The first is a $25 billion tax that will be added to all health insurance premiums. The money will be used to fund stabilization subsidies given to insurers to help them cover the costs of insuring people with pre-existing conditions. (As of Jan. 1. 2014, all health insurance is required to be ‘guaranteed issue’ and premiums cannot be up-rated for those with pre-existing conditions.) The tax will be levied for three years – 2013, 1014, and 2015 – and will decrease slightly each year.
Although all insurance policies will be hit with this tax, which works out to roughly $63 per year for 2013, employers that provide their employees with group coverage will end up bearing the brunt of these costs and will receive little to nothing in the way of benefits. The reason? Insurers who offer group plans are already required to provide guaranteed issue coverage to all qualified group members (and their families, if this option is chosen by the employer) regardless of health history. Therefore, most of the subsidized benefits provided by this tax will go to individual policy holders, not group policy holders – even though the tax is levied equally on both individual and group policies.

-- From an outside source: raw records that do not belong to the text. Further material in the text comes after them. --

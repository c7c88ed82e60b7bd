use byteorder::{ByteOrder, NetworkEndian};
use core::cmp::Ordering;
use core::fmt;
use core::ops;

use super::ipv4::Address as Ipv4Address;
use super::{Error, IpProtocol, Result};
use crate::checksum;

/// A TCP sequence number.
///
/// Arithmetic and comparisons on sequence numbers wrap modulo 2^32, per RFC
/// 793 §3.3: the difference of two sequence numbers is computed as a signed
/// 32-bit quantity, so numbers within 2^31 "ahead" of each other compare
/// correctly across the wraparound boundary.
#[derive(Debug, Clone, Copy, Default, PartialEq, Eq)]
pub struct SeqNumber(pub u32);

impl fmt::Display for SeqNumber {
    fn fmt(&self, f: &mut fmt::Formatter) -> fmt::Result {
        write!(f, "{}", self.0)
    }
}

impl ops::Add<usize> for SeqNumber {
    type Output = SeqNumber;
    fn add(self, rhs: usize) -> SeqNumber {
        SeqNumber(self.0.wrapping_add(rhs as u32))
    }
}

impl ops::Sub<usize> for SeqNumber {
    type Output = SeqNumber;
    fn sub(self, rhs: usize) -> SeqNumber {
        SeqNumber(self.0.wrapping_sub(rhs as u32))
    }
}

/// `self - rhs`, as a signed distance. Negative means `self` is "behind" `rhs`.
impl ops::Sub<SeqNumber> for SeqNumber {
    type Output = i32;
    fn sub(self, rhs: SeqNumber) -> i32 {
        self.0.wrapping_sub(rhs.0) as i32
    }
}

impl PartialOrd for SeqNumber {
    fn partial_cmp(&self, other: &Self) -> Option<Ordering> {
        Some(self.cmp(other))
    }
}

impl Ord for SeqNumber {
    fn cmp(&self, other: &Self) -> Ordering {
        (*self - *other).cmp(&0)
    }
}

bitflags::bitflags! {
    #[derive(Debug, Clone, Copy, PartialEq, Eq, Default)]
    pub struct Flags: u8 {
        const FIN = 0x01;
        const SYN = 0x02;
        const RST = 0x04;
        const PSH = 0x08;
        const ACK = 0x10;
        const URG = 0x20;
    }
}

mod field {
    use crate::wire::field::*;
    pub const SRC_PORT: Field = 0..2;
    pub const DST_PORT: Field = 2..4;
    pub const SEQ_NUM: Field = 4..8;
    pub const ACK_NUM: Field = 8..12;
    pub const FLAGS: usize = 13;
    pub const DATA_OFF: usize = 12;
    pub const WINDOW: Field = 14..16;
    pub const CHECKSUM: Field = 16..18;
    pub const URGENT: Field = 18..20;
}

pub const HEADER_LEN: usize = 20;

/// The TCP MSS option: kind 2, length 4, followed by a 16-bit value. This
/// stack emits and understands no other TCP option.
pub const MSS_OPTION_LEN: usize = 4;

/// A read/write wrapper around a TCP segment buffer (RFC 793).
#[derive(Debug, PartialEq, Eq, Clone)]
pub struct Packet<T: AsRef<[u8]>> {
    buffer: T,
}

impl<T: AsRef<[u8]>> Packet<T> {
    pub const fn new_unchecked(buffer: T) -> Packet<T> {
        Packet { buffer }
    }

    pub fn new_checked(buffer: T) -> Result<Packet<T>> {
        let packet = Self::new_unchecked(buffer);
        packet.check_len()?;
        Ok(packet)
    }

    pub fn check_len(&self) -> Result<()> {
        let len = self.buffer.as_ref().len();
        if len < HEADER_LEN || len < self.header_len() {
            Err(Error)
        } else {
            Ok(())
        }
    }

    pub fn src_port(&self) -> u16 {
        NetworkEndian::read_u16(&self.buffer.as_ref()[field::SRC_PORT])
    }

    pub fn dst_port(&self) -> u16 {
        NetworkEndian::read_u16(&self.buffer.as_ref()[field::DST_PORT])
    }

    pub fn seq_number(&self) -> SeqNumber {
        SeqNumber(NetworkEndian::read_u32(&self.buffer.as_ref()[field::SEQ_NUM]))
    }

    pub fn ack_number(&self) -> SeqNumber {
        SeqNumber(NetworkEndian::read_u32(&self.buffer.as_ref()[field::ACK_NUM]))
    }

    pub fn header_len(&self) -> usize {
        ((self.buffer.as_ref()[field::DATA_OFF] >> 4) as usize) * 4
    }

    pub fn flags(&self) -> Flags {
        Flags::from_bits_truncate(self.buffer.as_ref()[field::FLAGS] & 0x3f)
    }

    pub fn window_len(&self) -> u16 {
        NetworkEndian::read_u16(&self.buffer.as_ref()[field::WINDOW])
    }

    pub fn checksum(&self) -> u16 {
        NetworkEndian::read_u16(&self.buffer.as_ref()[field::CHECKSUM])
    }

    pub fn urgent_at(&self) -> u16 {
        NetworkEndian::read_u16(&self.buffer.as_ref()[field::URGENT])
    }

    /// Scan the options area for an MSS option. MSS is the only option this
    /// stack parses, and only meaningfully on SYN segments.
    pub fn mss_option(&self) -> Option<u16> {
        let data = self.buffer.as_ref();
        let mut options = &data[HEADER_LEN..self.header_len()];
        while !options.is_empty() {
            match options[0] {
                0 => break,                    // end of option list
                1 => options = &options[1..],  // no-op
                2 if options.len() >= 4 => {
                    return Some(NetworkEndian::read_u16(&options[2..4]));
                }
                2 => break,
                kind => {
                    if options.len() < 2 {
                        break;
                    }
                    let len = options[1] as usize;
                    if len < 2 || len > options.len() {
                        break;
                    }
                    let _ = kind;
                    options = &options[len..];
                }
            }
        }
        None
    }

    pub fn payload(&self) -> &[u8] {
        &self.buffer.as_ref()[self.header_len()..]
    }

    pub fn verify_checksum_v4(&self, src: Ipv4Address, dst: Ipv4Address) -> bool {
        let data = self.buffer.as_ref();
        let pseudo =
            checksum::pseudo_header_v4(&src.octets(), &dst.octets(), IpProtocol::Tcp.into(), data.len() as u16);
        checksum::combine(&[pseudo, checksum::accumulate(data)]) == 0
    }
}

impl<T: AsRef<[u8]> + AsMut<[u8]>> Packet<T> {
    pub fn set_src_port(&mut self, value: u16) {
        NetworkEndian::write_u16(&mut self.buffer.as_mut()[field::SRC_PORT], value);
    }

    pub fn set_dst_port(&mut self, value: u16) {
        NetworkEndian::write_u16(&mut self.buffer.as_mut()[field::DST_PORT], value);
    }

    pub fn set_seq_number(&mut self, value: SeqNumber) {
        NetworkEndian::write_u32(&mut self.buffer.as_mut()[field::SEQ_NUM], value.0);
    }

    pub fn set_ack_number(&mut self, value: SeqNumber) {
        NetworkEndian::write_u32(&mut self.buffer.as_mut()[field::ACK_NUM], value.0);
    }

    pub fn set_header_len(&mut self, value: usize) {
        self.buffer.as_mut()[field::DATA_OFF] = ((value / 4) as u8) << 4;
    }

    pub fn set_flags(&mut self, value: Flags) {
        self.buffer.as_mut()[field::FLAGS] = value.bits();
    }

    pub fn set_window_len(&mut self, value: u16) {
        NetworkEndian::write_u16(&mut self.buffer.as_mut()[field::WINDOW], value);
    }

    pub fn set_checksum(&mut self, value: u16) {
        NetworkEndian::write_u16(&mut self.buffer.as_mut()[field::CHECKSUM], value);
    }

    pub fn set_urgent_at(&mut self, value: u16) {
        NetworkEndian::write_u16(&mut self.buffer.as_mut()[field::URGENT], value);
    }

    /// Emit a single MSS option filling the options area; `header_len` must
    /// already be set to `HEADER_LEN + MSS_OPTION_LEN`.
    pub fn set_mss_option(&mut self, mss: u16) {
        let data = self.buffer.as_mut();
        data[HEADER_LEN] = 2;
        data[HEADER_LEN + 1] = 4;
        NetworkEndian::write_u16(&mut data[HEADER_LEN + 2..HEADER_LEN + 4], mss);
    }

    pub fn clear_options(&mut self) {
        let header_len = self.header_len();
        for b in &mut self.buffer.as_mut()[HEADER_LEN..header_len] {
            *b = 0;
        }
    }

    pub fn payload_mut(&mut self) -> &mut [u8] {
        let header_len = self.header_len();
        &mut self.buffer.as_mut()[header_len..]
    }

    pub fn fill_checksum_v4(&mut self, src: Ipv4Address, dst: Ipv4Address) {
        self.set_checksum(0);
        let len = self.buffer.as_mut().len() as u16;
        let pseudo = checksum::pseudo_header_v4(&src.octets(), &dst.octets(), IpProtocol::Tcp.into(), len);
        let data = checksum::accumulate(self.buffer.as_mut());
        self.set_checksum(checksum::combine(&[pseudo, data]));
    }
}

#[cfg(test)]
mod tests {
    use super::*;

    #[test]
    fn seq_wraparound_ordering() {
        let a = SeqNumber(0xffff_fff0);
        let b = SeqNumber(0x0000_0010);
        assert!(a < b); // b is 32 ahead of a, across the wrap
        assert_eq!(b - a, 32);
        assert!(b > a);
    }

    #[test]
    fn seq_arithmetic_does_not_panic_near_boundary() {
        let s = SeqNumber(u32::MAX);
        assert_eq!((s + 1).0, 0);
        assert_eq!((s - 1).0, u32::MAX - 1);
    }

    #[test]
    fn mss_option_parses() {
        let mut buf = [0u8; HEADER_LEN + MSS_OPTION_LEN];
        let mut p = Packet::new_unchecked(&mut buf[..]);
        p.set_header_len(HEADER_LEN + MSS_OPTION_LEN);
        p.set_mss_option(1460);
        let p = Packet::new_checked(&buf[..]).unwrap();
        assert_eq!(p.mss_option(), Some(1460));
    }

    #[test]
    fn flags_round_trip() {
        let mut buf = [0u8; HEADER_LEN];
        let mut p = Packet::new_unchecked(&mut buf[..]);
        p.set_header_len(HEADER_LEN);
        p.set_flags(Flags::SYN | Flags::ACK);
        let p = Packet::new_checked(&buf[..]).unwrap();
        assert!(p.flags().contains(Flags::SYN));
        assert!(p.flags().contains(Flags::ACK));
        assert!(!p.flags().contains(Flags::FIN));
    }
}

The second tax, buried deep inside hundreds of pages of new regulations released Nov. 30, is a 3.5% “user fee” to be levied on the premiums for all policies purchased through one of the new Federal government-run health insurance exchanges. The Affordable Care Act stipulated that the Federal government would guarantee everyone access to a health insurance exchange, but the authors of the bill obviously did not anticipate 17 (and possibly more) states refusing to set up their own exchanges. Now that the government must set up its own exchanges in these non-compliant states, it has a problem on its hands – the ACA bill failed to provide any revenue for their administrative costs. This oversight was “fixed” by the new 3.5% premium user fee. However, it is unclear at this time if the Department of Health and Human Services has the authority to levy this tax.
As Phillip Klein from The Washington Examiner notes, the only thing we can be sure of with regard to Obamacare is that the program’s true costs will be known only after all the provisions of the law have been implemented – which will probably be 2015 or later. Those of us who have been paying attention already expect numerous missed deadlines, massive cost over-runs, and additional breaks and waivers for special interests. No one should be surprised that new taxes and fees will also start showing up … “unexpectedly.”